3.7.4. Veel duidelijker en zwaarder daarentegen lijkt de verantwoordelijkheid die het de Commissaris draagt die eerder met deze zaak was belast. Uit het bovenstaande blijkt immers dat alle problemen in deze kwestie zijn ontstaan in 1991/92.

3.7.5. Het toentertijd op dit terrein bevoegde Commissielid was als commissaris verantwoordelijk voor het opstarten van de programma's en de ondertekening van de voornaamste contracten.

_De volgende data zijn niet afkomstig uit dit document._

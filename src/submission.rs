//! Listing submission state machine.
//!
//! `TokenRefresh → Submitting → (AwaitingPromotionConfirm | Done)`, ending in
//! one [`SubmissionOutcome`]. Every upstream answer to the listing form is
//! captured before it is interpreted. Nothing here writes to the session cache.

use crate::audit::{AuditError, AuditLog, CaptureKind};
use crate::blob::BlobStore;
use crate::config::Settings;
use crate::cookies::CookieJar;
use crate::http::{self, PageResponse};
use crate::models::{
    ListingRequest, ListingResponse, LoginResponse, PlatformId, StageReport, SubmissionOutcome,
    UploadedImage,
};
use crate::platform::{Adapters, EncodedBody, PlatformAdapter, Promotion};
use crate::session::{LoginError, SessionManager};
use crate::store::{SessionStore, StoreError};
use crate::upload::{ImageUploader, UploadError};
use reqwest::{
    Client, StatusCode,
    header::{CACHE_CONTROL, ORIGIN, REFERER},
    multipart::Form,
};
use serde_json::{Value, json};
use std::{future::Future, sync::Arc, time::Instant};
use thiserror::Error;
use tracing::{info, warn};

const NO_IMAGES: &str = "no images uploaded";
const NO_CONFIRMATION: &str = "no publish confirmation";

/// Caller-visible failure classes.
#[derive(Debug, Clone, Copy, PartialEq, Eq)]
pub enum ErrorKind {
    Auth,
    SessionExpired,
    Upload,
    SubmissionRejected,
    Transport,
    AuditWrite,
}

impl ErrorKind {
    pub fn as_str(&self) -> &'static str {
        match self {
            ErrorKind::Auth => "auth",
            ErrorKind::SessionExpired => "session_expired",
            ErrorKind::Upload => "upload",
            ErrorKind::SubmissionRejected => "submission_rejected",
            ErrorKind::Transport => "transport",
            ErrorKind::AuditWrite => "audit_write",
        }
    }
}

impl From<&LoginError> for ErrorKind {
    fn from(err: &LoginError) -> Self {
        match err {
            LoginError::Transport(_) | LoginError::Store(_) => ErrorKind::Transport,
            _ => ErrorKind::Auth,
        }
    }
}

#[derive(Debug, Error)]
pub enum SubmissionError {
    #[error("session expired")]
    SessionExpired,
    #[error(transparent)]
    Upload(#[from] UploadError),
    #[error("transport failure: {0}")]
    Transport(String),
    #[error("audit write failed: {0}")]
    Audit(#[from] AuditError),
    #[error("promotion confirmation failed: {0}")]
    Confirmation(String),
}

3.7.6. De diensten van de Commissie, die de programma's in principe zouden beheren, ontbrak het toentertijd aan duidelijke richtsnoeren en een passende taakverdeling, wat des te belangrijker was daar het om een nieuw communautair beleidsonderdeel ging dat net van start ging en de weg opende voor de uitbesteding van bepaalde overheidstaken aan particuliere bedrijven (ondanks het gereserveerde advies van de terzake bevoegde technische diensten), een werkwijze die later steeds algemener toepassing vond. In deze situatie zou men van het bevoegde Commissielid een minimum aan toezicht mogen verwachten, dat echter ontbrak.

3.8. De verantwoordelijkheid van de Commissie als college

3.8.1. De Commissie had in 1992 het probleem dat zij over onvoldoende personele middelen beschikte. Maar de Commissie had misschien een beter gebruik van haar personeel kunnen maken.

3.8.2. Een volledig nieuw communautair beleid, dat kon beschikken over aanzienlijke budgettaire middelen en waarbij essentiële overheidstaken werden uitbesteed aan de particuliere sector zonder dat de Commissie daar voldoende greep op hield, kon worden opgezet terwijl het College van commissarissen zich daar niet expliciet van bewust was en er niet echt over had gesproken.

3.8.3. Zoals in het verslag van de Rekenkamer nr. 1/96 wordt onderstreept is alles begonnen zonder dat enig principebesluit van de Commissie werd afgewacht en zonder de adviezen van de betreffende technische diensten (de Juridische Dienst en de Financiële controle) af te wachten of op te volgen, adviezen die extra belangrijk zijn als, zoals in dit geval, het communautair beleid op een keerpunt staat.

3.8.4. Improvisatie, overhaast optreden en zelfs incompetentie waren dus kenmerkend voor de invoering en tenuitvoerlegging van de MED-programma's, wat leidde tot zeer ernstige gevolgen: onrechtmatige delegatie van bevoegdheden, overtreding van de voorschriften ten aanzien van oproepen tot deelneming aan een aanbesteding en vooral duidelijke belangenconflicten die door de diensten van de Commissie zelf waren veroorzaakt.